#![allow(clippy::uninlined_format_args)]
use std::sync::{Arc, Mutex};

use approx::assert_relative_eq;
use qspace_algorithms::QuickIntegrateConfig;
use qspace_core::{Mat3, MillerIndex, Peak, RawEventBatch, Vec3};
use qspace_instrument::{DetectorGrid, Instrument, InstrumentCalibration};
use qspace_io::{EventFileWriter, LoadRequest, LoaderConfig, PeaksFile};
use qspace_pipeline::{
    CalibrationSource, Handler, Message, MessageKind, Pipeline, PipelineConfig, PipelineState,
};

/// One pixel straight up at 0.5 m.
fn calibration() -> InstrumentCalibration {
    let grid = DetectorGrid::new(1, 1, 1, 0.01, 0.01, Vec3::Y * 0.5, Vec3::X, Vec3::Z).unwrap();
    InstrumentCalibration::new(Instrument::Topaz, 18.0, 0.0, vec![grid]).unwrap()
}

fn pipeline_with_topaz() -> Pipeline {
    pipeline_with_topaz_config(PipelineConfig::default())
}

fn pipeline_with_topaz_config(config: PipelineConfig) -> Pipeline {
    let config = config
        .with_num_bins(1)
        .with_quick_integrate(QuickIntegrateConfig::default().with_max_q(2.0).with_max_index(2));
    let mut pipeline = Pipeline::new(config).unwrap();
    pipeline.post(Message::SetNewInstrument {
        name: "TOPAZ".to_string(),
        calibration: CalibrationSource::Loaded(Box::new(calibration())),
    });
    pipeline.process_pending();
    assert!(pipeline.state().instrument.load().is_some());
    pipeline
}

#[test]
fn test_file_to_histogram() {
    let dir = tempfile::tempdir().unwrap();
    let path = dir.path().join("run.events");
    write_events(&path, 10);

    let mut pipeline = pipeline_with_topaz();
    let done = pipeline.tap(&[MessageKind::LoadDone, MessageKind::LoadFailed, MessageKind::Error]);
    pipeline.post(Message::LoadFileData {
        path: path.clone(),
        request: LoadRequest::new(0, 100, 100).with_worker_count(2),
    });
    pipeline.process_pending();

    let messages: Vec<Message> = done.try_iter().collect();
    assert!(
        matches!(&messages[..], [Message::LoadDone(summary)] if summary.loaded == 10),
        "unexpected messages: {:?}",
        messages
    );
    assert_relative_eq!(pipeline.state().with_histogram(|h| h.total()), 10.0);

    let profiles = pipeline.tap(&[MessageKind::SetQValues]);
    pipeline.post(Message::GetQValues { weighted: false });
    pipeline.process_pending();
    let Ok(Message::SetQValues(profile)) = profiles.try_recv() else {
        panic!("no |Q| profile");
    };
    assert_relative_eq!(profile.y.iter().sum::<f64>(), 10.0);

    pipeline.post(Message::ClearHistogram);
    pipeline.process_pending();
    assert_relative_eq!(pipeline.state().with_histogram(|h| h.total()), 0.0);
}

fn write_events(path: &std::path::Path, count: usize) {
    let mut batch = RawEventBatch::default();
    for _ in 0..count {
        batch.push(100_000, 1);
    }
    let mut writer = EventFileWriter::create(path).unwrap();
    writer.write_batch(&batch).unwrap();
    writer.finish().unwrap();
}

/// Records the segment size and the histogram total as each raw segment
/// reaches the mapper stage.
struct SegmentWatch {
    state: Arc<PipelineState>,
    seen: Arc<Mutex<Vec<(usize, f64)>>>,
}

impl Handler for SegmentWatch {
    fn name(&self) -> &'static str {
        "segment-watch"
    }

    fn kinds(&self) -> &'static [MessageKind] {
        &[MessageKind::MapEventsToQ]
    }

    fn handle(&mut self, message: &Message, _out: &mut Vec<Message>) -> qspace_pipeline::Result<()> {
        if let Message::MapEventsToQ(batch) = message {
            let total = self.state.with_histogram(|h| h.total());
            self.seen.lock().unwrap().push((batch.len(), total));
        }
        Ok(())
    }
}

#[test]
fn test_segments_are_accumulated_one_at_a_time() {
    let dir = tempfile::tempdir().unwrap();
    let path = dir.path().join("run.events");
    write_events(&path, 10);

    let config =
        PipelineConfig::default().with_loader(LoaderConfig::default().with_max_segment_events(2));
    let mut pipeline = pipeline_with_topaz_config(config);
    let seen = Arc::new(Mutex::new(Vec::new()));
    pipeline.register(Box::new(SegmentWatch {
        state: Arc::clone(pipeline.state()),
        seen: Arc::clone(&seen),
    }));
    let done = pipeline.tap(&[MessageKind::LoadDone]);
    pipeline.post(Message::LoadFileData {
        path,
        request: LoadRequest::new(0, 10, 10).with_worker_count(2),
    });
    pipeline.process_pending();

    // every earlier segment was already in the histogram when the next
    // raw segment arrived
    let seen = seen.lock().unwrap().clone();
    assert_eq!(seen.len(), 5, "segments: {:?}", seen);
    for (i, (len, total)) in seen.iter().enumerate() {
        assert_eq!(*len, 2);
        assert_relative_eq!(*total, 2.0 * i as f64);
    }
    assert!(matches!(done.try_recv(), Ok(Message::LoadDone(summary)) if summary.segments == 5));
    assert_relative_eq!(pipeline.state().with_histogram(|h| h.total()), 10.0);
}

#[test]
fn test_missing_file_fails_load() {
    let mut pipeline = pipeline_with_topaz();
    let failed = pipeline.tap(&[MessageKind::LoadFailed]);
    pipeline.post(Message::LoadFileData {
        path: "/nonexistent/run.events".into(),
        request: LoadRequest::new(0, 10, 10),
    });
    pipeline.process_pending();
    assert!(matches!(failed.try_recv(), Ok(Message::LoadFailed(_))));
}

#[test]
fn test_events_before_instrument_are_reported() {
    let mut pipeline = Pipeline::new(PipelineConfig::default().with_num_bins(1)).unwrap();
    let errors = pipeline.tap(&[MessageKind::Error]);
    let mut batch = RawEventBatch::default();
    batch.push(100_000, 1);
    pipeline.post(Message::MapEventsToQ(batch));
    pipeline.process_pending();
    assert!(matches!(errors.try_recv(), Ok(Message::Error(text)) if text.contains("no instrument")));
}

#[test]
fn test_orientation_and_peak_file() {
    let mut pipeline = pipeline_with_topaz();
    let replies = pipeline.tap(&[
        MessageKind::LoadFailed,
        MessageKind::Status,
        MessageKind::IntegrationResults,
    ]);

    pipeline.post(Message::SetOrientationMatrix(Mat3::new([[0.0; 3]; 3])));
    pipeline.process_pending();
    assert!(matches!(replies.try_recv(), Ok(Message::LoadFailed(_))));
    assert!(pipeline.state().orientation.load().is_none());

    pipeline.post(Message::SetOrientationMatrix(Mat3::identity().scaled(0.2)));
    pipeline.post(Message::QuickIntegrate);
    pipeline.process_pending();
    assert!(matches!(replies.try_recv(), Ok(Message::Status(_))));
    assert!(matches!(replies.try_recv(), Ok(Message::IntegrationResults(_))));

    let mut peak = Peak::on_detector(1, 1.0, 1.0, 20.0);
    peak.seqn = 1;
    peak.hkl = Some(MillerIndex::new(1, 0, 0));
    peak.wavelength = 2.0;
    peak.set_intensity(100.0, 10.0);
    pipeline.state().set_peaks(vec![peak]);

    let dir = tempfile::tempdir().unwrap();
    let path = dir.path().join("run.peaks");
    pipeline.post(Message::WritePeakFile(path.clone()));
    pipeline.process_pending();
    assert!(matches!(replies.try_recv(), Ok(Message::Status(text)) if text.contains("1 peaks")));

    let back = PeaksFile::read(&path).unwrap();
    assert_eq!(back.instrument, "TOPAZ");
    assert_eq!(back.peaks.len(), 1);
    assert_eq!(back.peaks[0].hkl, Some(MillerIndex::new(1, 0, 0)));
}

___

Aim of the task: Working through the records above, establish how many lines contain the string "PeaksFile", and reply with the number by itself.

Answer below: 2